¿Por qué se celebra la Navidad el 24 de diciembre?

En muchos países europeos, especialmente aquellos con tradiciones germánicas y escandinavas, la verdadera celebración de Navidad tiene lugar la Nochebuena, es decir, la noche del 24 de diciembre. Aunque el 25 de diciembre es el día oficial del nacimiento de Jesús, para estas culturas, el intercambio de regalos y la cena familiar más importante ocurren el día anterior.

Esta costumbre tiene sus raíces en antiguas tradiciones paganas y cristianas que consideraban que un nuevo día comenzaba al caer la tarde, no a medianoche. Por eso, la celebración navideña arranca en la noche del 24, cuando las familias se reúnen, comparten una mesa abundante, decoran el árbol y abren los regalos bajo la luz de las velas o luces navideñas.
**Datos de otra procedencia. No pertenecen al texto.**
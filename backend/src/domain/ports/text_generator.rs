//! Driven port for hosted text generation.

use async_trait::async_trait;

use super::define_port_error;

define_port_error! {
    /// Errors raised by text generation adapters.
    pub enum TextGeneratorError {
        /// The request could not be sent or timed out.
        Transport { message: String } => "text generation request failed: {message}",
        /// The provider answered with a non-success status.
        Status { status: u16, message: String } => "text generation returned status {status}: {message}",
        /// The response body had no usable text.
        Decode { message: String } => "text generation response invalid: {message}",
        /// No credentials are configured.
        NotConfigured => "text generation is not configured",
    }
}

/// A single chat completion request.
#[derive(Debug, Clone, PartialEq, Eq)]
pub struct GenerationRequest {
    /// System instruction.
    pub system: String,
    /// User prompt.
    pub prompt: String,
}

/// Text generator behind a chat completion API.
#[cfg_attr(test, mockall::automock)]
#[async_trait]
pub trait TextGenerator: Send + Sync {
    /// Generate text for `request`.
    async fn generate(&self, request: &GenerationRequest) -> Result<String, TextGeneratorError>;
}
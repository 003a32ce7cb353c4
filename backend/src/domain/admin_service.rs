//! Moderation service. Each operation checks the caller's role first.

use std::sync::Arc;

use async_trait::async_trait;
use mockable::Clock;
use tracing::info;

use super::listing_service::not_found;
use crate::domain::access::require_admin;
use crate::domain::ports::{AdminCommand, ListingRepository, ListingView, UserProfileRepository};
use crate::domain::repository_errors::{map_listing_error, map_profile_error};
use crate::domain::{Error, ListingKind, ListingTarget, UserId, UserProfile};

/// Admin service implementing [`AdminCommand`].
#[derive(Clone)]
pub struct AdminService<L, P> {
    listings: Arc<L>,
    profiles: Arc<P>,
    clock: Arc<dyn Clock>,
}

impl<L, P> AdminService<L, P> {
    /// Create a new service.
    pub fn new(listings: Arc<L>, profiles: Arc<P>, clock: Arc<dyn Clock>) -> Self {
        Self {
            listings,
            profiles,
            clock,
        }
    }
}

fn profile_not_found(user: &UserId) -> Error {
    Error::not_found(format!("profile {user} not found"))
}

#[async_trait]
impl<L, P> AdminCommand for AdminService<L, P>
where
    L: ListingRepository,
    P: UserProfileRepository,
{
    async fn list_listings(
        &self,
        admin: &UserId,
        kind: ListingKind,
    ) -> Result<Vec<ListingView>, Error> {
        require_admin(self.profiles.as_ref(), admin).await?;
        let now = self.clock.utc();
        let listings = self
            .listings
            .list_all(kind)
            .await
            .map_err(map_listing_error)?;
        Ok(listings
            .into_iter()
            .map(|listing| {
                let badge = listing.lifecycle().badge(now);
                ListingView { listing, badge }
            })
            .collect())
    }

    async fn list_profiles(&self, admin: &UserId) -> Result<Vec<UserProfile>, Error> {
        require_admin(self.profiles.as_ref(), admin).await?;
        self.profiles.list_all().await.map_err(map_profile_error)
    }

    async fn delete_listing(&self, admin: &UserId, target: ListingTarget) -> Result<(), Error> {
        require_admin(self.profiles.as_ref(), admin).await?;
        let deleted = self
            .listings
            .delete(target)
            .await
            .map_err(map_listing_error)?;
        if !deleted {
            return Err(not_found(target));
        }
        info!(%admin, kind = %target.kind(), listing_id = %target.id(), "admin deleted listing");
        Ok(())
    }

    async fn toggle_role(&self, admin: &UserId, user: &UserId) -> Result<UserProfile, Error> {
        require_admin(self.profiles.as_ref(), admin).await?;
        let profile = self
            .profiles
            .find(user)
            .await
            .map_err(map_profile_error)?
            .ok_or_else(|| profile_not_found(user))?;
        let role = profile.role.toggled();
        if !self
            .profiles
            .set_role(user, role)
            .await
            .map_err(map_profile_error)?
        {
            return Err(profile_not_found(user));
        }
        info!(%admin, %user, role = role.as_str(), "role changed");
        Ok(UserProfile { role, ..profile })
    }

    async fn delete_profile(&self, admin: &UserId, user: &UserId) -> Result<(), Error> {
        require_admin(self.profiles.as_ref(), admin).await?;
        if !self
            .profiles
            .delete(user)
            .await
            .map_err(map_profile_error)?
        {
            return Err(profile_not_found(user));
        }
        info!(%admin, %user, "admin deleted profile");
        Ok(())
    }
}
En países como Alemania, Austria, Suiza, Suecia o Noruega, es común escuchar villancicos y contar historias alrededor del árbol mientras los niños esperan con emoción la llegada de San Nicolás o del Hombre del Sacó, dependiendo de la región. Incluso en lugares como Polonia, la cena de Nochebuena es tan importante que se espera que todos los miembros de la familia estén presentes, y la mesa incluye exactamente 12 platos, uno por cada apóstol.

Así que, aunque muchos asociamos la Navidad con el 25 de diciembre, para millones de personas en Europa, el corazón de la fiesta late fuerte la noche anterior. El 24 de diciembre no es solo un preludio: es el momento cálido, íntimo y lleno de magia en el que realmente se vive el espíritu de la Navidad.